Tuesday, March 24, 2009

U.S. Stocks Retreat Following Rally as Citigroup, Disney Drop

U.S. Stocks Retreat Following Rally as Citigroup, Disney Drop

March 24 (Bloomberg) -- U.S. stocks fell as the nation’s top two banking officials called for stronger regulation of financial firms and Nobel Prize-winning economist Paul Krugman said the government will have to seize major lenders.

Citigroup Inc. and Bank of America Corp. retreated after the shares jumped more than 19 percent yesterday on the Treasury’s plan to purge toxic assets from banks. Southern Co. led a gauge of utilities to a 2.2 percent drop amid concern the U.S. will levy fees on fossil-fueled power plants. Walt Disney Co. slumped 3.2 percent following a downgrade by Goldman Sachs Group Inc., which said the stock is expensive.

The Standard & Poor’s 500 Index lost 2 percent to 806.24 a day after its fourth-biggest rally since the 1930s. The Dow Jones Industrial Average slid 115.57 points, or 1.5 percent, to 7,660.29 and the Nasdaq Composite Index fell 2.5 percent. Four stocks dropped for each that rose on the New York Stock Exchange. Thirty-year Treasury bonds gained, snapping a three- day drop.

“When you’re buying equities, you’re buying a stream of earnings and current earnings are in freefall,” said Douglas Cliggott, the Greenwich, Connecticut-based manager of the $81 million Dover Long/Short Sector Fund, which beat 97 percent of its peers last year. “We haven’t hit bottom yet.”

New Powers

The S&P 500 jumped 7.1 percent yesterday, extending its rebound from a 12-year low on March 9 to 22 percent, on speculation the White House plan to finance purchases of toxic assets will spur growth. Federal Reserve Chairman Ben S. Bernanke and Treasury Secretary Timothy Geithner called today for new powers to take over and dismantle failing financial firms after the troubled rescue of American International Group Inc.

“AIG highlights the urgent need for new resolution procedures,” Bernanke said in testimony to Congress today.

The government spent $182.5 billion in rescuing AIG from losses tied to the housing market collapse. The New York-based insurer then spurred outrage after paying $165 million in bonuses to employees of the division that triggered the bailout with losses on credit-default swaps.
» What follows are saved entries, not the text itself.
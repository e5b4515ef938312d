use anyhow::{Context, Result};
use notify::{Config as NotifyConfig, RecommendedWatcher, RecursiveMode, Watcher};
use serde::Deserialize;
use std::ffi::{OsStr, OsString};
use std::path::{Path, PathBuf};
use std::time::Duration;
use tokio::sync::mpsc;

use crate::event::ControlEvent;

pub const MIN_REPEAT_INTERVAL_SECS: u64 = 1;
pub const MAX_REPEAT_INTERVAL_SECS: u64 = 86_400;

/// Root configuration structure. Deserialized from %APPDATA%\Minimizer\config.toml.
#[derive(Debug, Deserialize, Clone, Default, PartialEq)]
pub struct Config {
    /// Enables verbose events (skipped system processes, per-window state reads).
    #[serde(default)]
    pub debug: bool,
    /// Executable paths whose windows should be minimized. Compared
    /// case-insensitively with `/` and `\` treated alike.
    #[serde(default)]
    pub targets: Vec<String>,
    /// When set, a pass runs every this many seconds instead of once.
    /// Clamped to [1, 86400].
    pub repeat_interval_secs: Option<u64>,
}

impl Config {
    /// Returns the clamped repeat interval, or `None` for a single pass.
    pub fn repeat_interval(&self) -> Option<Duration> {
        self.repeat_interval_secs.map(|secs| {
            Duration::from_secs(secs.clamp(MIN_REPEAT_INTERVAL_SECS, MAX_REPEAT_INTERVAL_SECS))
        })
    }
}

/// Loads the config file at `path`.
/// Unlike the optional settings inside it, the file itself is required: a
/// missing or unparsable file is an error.
pub fn load(path: &Path) -> Result<Config> {
    let content = std::fs::read_to_string(path)
        .with_context(|| format!("Failed to read config file: {}", path.display()))?;
    toml::from_str(&content)
        .with_context(|| format!("Failed to parse config file: {}", path.display()))
}

/// Splits `path` into the directory to watch and the file name to look for.
///
/// notify reports absolute event paths, so a relative path (e.g. a config
/// name given on the command line) is resolved against the working directory
/// first. Events are then matched by file name only, which also holds when the
/// OS reports the directory under a different spelling.
fn watch_target(path: &Path) -> std::io::Result<(PathBuf, OsString)> {
    let absolute = std::path::absolute(path)?;
    let name = absolute.file_name().map(OsStr::to_os_string);
    let dir = absolute.parent().map(Path::to_path_buf);
    match (dir, name) {
        (Some(dir), Some(name)) => Ok((dir, name)),
        _ => Err(std::io::Error::new(
            std::io::ErrorKind::InvalidInput,
            format!("config path has no parent directory: {}", path.display()),
        )),
    }
}

/// True when `event` creates or modifies a file called `config_name`.
fn is_config_write(event: &notify::Event, config_name: &OsStr) -> bool {
    let is_write = matches!(
        event.kind,
        notify::EventKind::Create(_) | notify::EventKind::Modify(_)
    );
    is_write && event.paths.iter().any(|p| p.file_name() == Some(config_name))
}

/// Watches the directory holding the config file (repeat mode only). Whenever
/// the file is created or modified it is reloaded and sent as
/// `ControlEvent::ConfigReloaded`; a file that fails to load leaves the
/// previous config in effect.
pub async fn watch_config(path: PathBuf, tx: mpsc::Sender<ControlEvent>) {
    let (watch_dir, config_name) = match watch_target(&path) {
        Ok(target) => target,
        Err(e) => {
            eprintln!("[config] Cannot watch {}: {e}", path.display());
            return;
        }
    };
    let config_path = watch_dir.join(&config_name);

    let (watch_tx, mut watch_rx) = mpsc::channel::<notify::Event>(16);
    let mut watcher = match RecommendedWatcher::new(
        move |res: notify::Result<notify::Event>| {
            if let Ok(event) = res {
                let _ = watch_tx.blocking_send(event);
            }
        },
        NotifyConfig::default(),
    ) {
        Ok(w) => w,
        Err(e) => {
            eprintln!("[config] Failed to create file watcher: {e}");
            return;
        }
    };

    // Watching the directory also catches saves that replace the file by rename.
    if let Err(e) = watcher.watch(&watch_dir, RecursiveMode::NonRecursive) {
        eprintln!("[config] Failed to watch {}: {e}", watch_dir.display());
        return;
    }

    while let Some(event) = watch_rx.recv().await {
        if !is_config_write(&event, &config_name) {
            continue;
        }
        match load(&config_path) {
            Ok(config) => {
                if tx.send(ControlEvent::ConfigReloaded(config)).await.is_err() {
                    break;
                }
            }
            Err(e) => eprintln!("[config] Failed to reload config (keeping previous): {e:#}"),
        }
    }
}

#[cfg(test)]
mod tests {
    use super::*;

    fn write_config(content: &str) -> (tempfile::TempDir, PathBuf) {
        let dir = tempfile::tempdir().unwrap();
        let path = dir.path().join("config.toml");
        std::fs::write(&path, content).unwrap();
        (dir, path)
    }

    // ── defaults ──────────────────────────────────────────────────────────────

    #[test]
    fn config_default_values() {
        let c = Config::default();
        assert!(!c.debug);
        assert!(c.targets.is_empty());
        assert!(c.repeat_interval().is_none());
    }

    // ── repeat_interval ───────────────────────────────────────────────────────

    #[test]
    fn repeat_interval_passes_through_in_range() {
        let c = Config { repeat_interval_secs: Some(30), ..Config::default() };
        assert_eq!(c.repeat_interval(), Some(Duration::from_secs(30)));
    }

    #[test]
    fn repeat_interval_clamps_zero_to_min() {
        let c = Config { repeat_interval_secs: Some(0), ..Config::default() };
        assert_eq!(c.repeat_interval(), Some(Duration::from_secs(MIN_REPEAT_INTERVAL_SECS)));
    }

    #[test]
    fn repeat_interval_clamps_above_max() {
        let c = Config { repeat_interval_secs: Some(u64::MAX), ..Config::default() };
        assert_eq!(c.repeat_interval(), Some(Duration::from_secs(MAX_REPEAT_INTERVAL_SECS)));
    }

    // ── load ──────────────────────────────────────────────────────────────────

    #[test]
    fn load_missing_file_is_an_error() {
        let dir = tempfile::tempdir().unwrap();
        let err = load(&dir.path().join("nonexistent.toml")).unwrap_err();
        assert!(format!("{err:#}").contains("Failed to read config file"));
    }

    #[test]
    fn load_parses_valid_toml() {
        let (_dir, path) = write_config(
            r#"
debug = true
targets = ['C:\App\app.exe', "D:/Tools/tool.exe"]
repeat_interval_secs = 60
"#,
        );

        let config = load(&path).unwrap();
        assert!(config.debug);
        assert_eq!(config.targets, vec![r"C:\App\app.exe", "D:/Tools/tool.exe"]);
        assert_eq!(config.repeat_interval_secs, Some(60));
    }

    #[test]
    fn load_empty_file_uses_field_defaults() {
        let (_dir, path) = write_config("");
        assert_eq!(load(&path).unwrap(), Config::default());
    }

    #[test]
    fn load_keeps_duplicate_targets_in_order() {
        let (_dir, path) = write_config("targets = ['a.exe', 'b.exe', 'a.exe']\n");
        let config = load(&path).unwrap();
        assert_eq!(config.targets, vec!["a.exe", "b.exe", "a.exe"]);
    }

    #[test]
    fn load_invalid_toml_returns_error() {
        let (_dir, path) = write_config("this is not valid toml ][[[");
        let err = load(&path).unwrap_err();
        assert!(format!("{err:#}").contains("Failed to parse config file"));
    }

    #[test]
    fn load_wrong_type_returns_error() {
        let (_dir, path) = write_config("targets = 'C:\\\\single.exe'\n");
        assert!(load(&path).is_err());
    }

    // ── watch_config ──────────────────────────────────────────────────────────

    fn modify_event(path: &Path) -> notify::Event {
        notify::Event::new(notify::EventKind::Modify(notify::event::ModifyKind::Any))
            .add_path(path.to_path_buf())
    }

    #[test]
    fn watch_target_resolves_relative_path_against_cwd() {
        let (dir, name) = watch_target(Path::new("config.toml")).unwrap();
        assert_eq!(dir, std::env::current_dir().unwrap());
        assert_eq!(name, "config.toml");
    }

    #[test]
    fn watch_target_keeps_absolute_path() {
        let tmp = tempfile::tempdir().unwrap();
        let (dir, name) = watch_target(&tmp.path().join("settings.toml")).unwrap();
        assert_eq!(dir, tmp.path());
        assert_eq!(name, "settings.toml");
    }

    #[test]
    fn absolute_event_matches_relative_config_name() {
        let (dir, name) = watch_target(Path::new("config.toml")).unwrap();
        assert!(is_config_write(&modify_event(&dir.join("config.toml")), &name));
    }

    #[test]
    fn other_files_and_removals_are_ignored() {
        let name = OsString::from("config.toml");
        assert!(!is_config_write(&modify_event(Path::new("/x/other.toml")), &name));
        let removed = notify::Event::new(notify::EventKind::Remove(notify::event::RemoveKind::Any))
            .add_path(PathBuf::from("/x/config.toml"));
        assert!(!is_config_write(&removed, &name));
    }

    #[tokio::test]
    async fn watch_config_sends_reloaded_config() {
        let (dir, path) = write_config("targets = ['a.exe']\n");
        let (tx, mut rx) = mpsc::channel::<ControlEvent>(8);
        let watcher = tokio::spawn(watch_config(path.clone(), tx));

        // Keep rewriting until the watcher is up and reports the change.
        let reloaded = tokio::time::timeout(Duration::from_secs(10), async {
            loop {
                std::fs::write(&path, "targets = ['b.exe']\n").unwrap();
                match tokio::time::timeout(Duration::from_millis(250), rx.recv()).await {
                    Ok(Some(ControlEvent::ConfigReloaded(config))) => return config,
                    Ok(Some(ControlEvent::Shutdown)) | Ok(None) | Err(_) => continue,
                }
            }
        })
        .await
        .expect("config reload was not reported");

        assert_eq!(reloaded.targets, vec!["b.exe"]);
        watcher.abort();
        drop(dir);
    }
}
Citigroup lost 4.2 percent to $3. Wells Fargo & Co. declined 11 percent to $15.50. An index of S&P 500 financial stocks dropped 6.5 percent for the steepest tumble among 10 industries. The measure is down 28 percent this year even after rallying 58 percent from March 6 through yesterday.

Banks extended declines after Krugman said in an interview with Bloomberg Television that the financial crisis will force the government to take over big banks. He also predicted the U.S. economy won’t stabilize until late this year after shrinking 6.2 percent last quarter, the most since 1982.

“In the end, we’ll come to it,” Krugman said, referring to nationalizing banks. “You guarantee the liabilities of everybody but seize the big ones.”

Investors should sell bank stocks because the Treasury’s plan won’t stop profits from dropping, according to Richard Bernstein, Bank of America’s chief U.S. quantitative strategist who is leaving the bank in mid-April to start his own money management firm. Analysts project profit at financial companies in the S&P 500 will decline 33 percent this quarter and 34 percent in the next, according to estimates compiled by Bloomberg.

‘Systemic Risks’

Bank of America slid 7.4 percent to $7.22 after surging 26 percent yesterday. A company spokeswoman said David Rosenberg, the firm’s chief North American economist, is also leaving. He will join Gluskin Sheff & Associates in Toronto, according to a person familiar with the decision.

Utility stocks slid after U.S. Representative Rick Boucher introduced legislation to tax fossil-fueled power plants and create a $1 billion annual fund to support projects that capture and store carbon dioxide.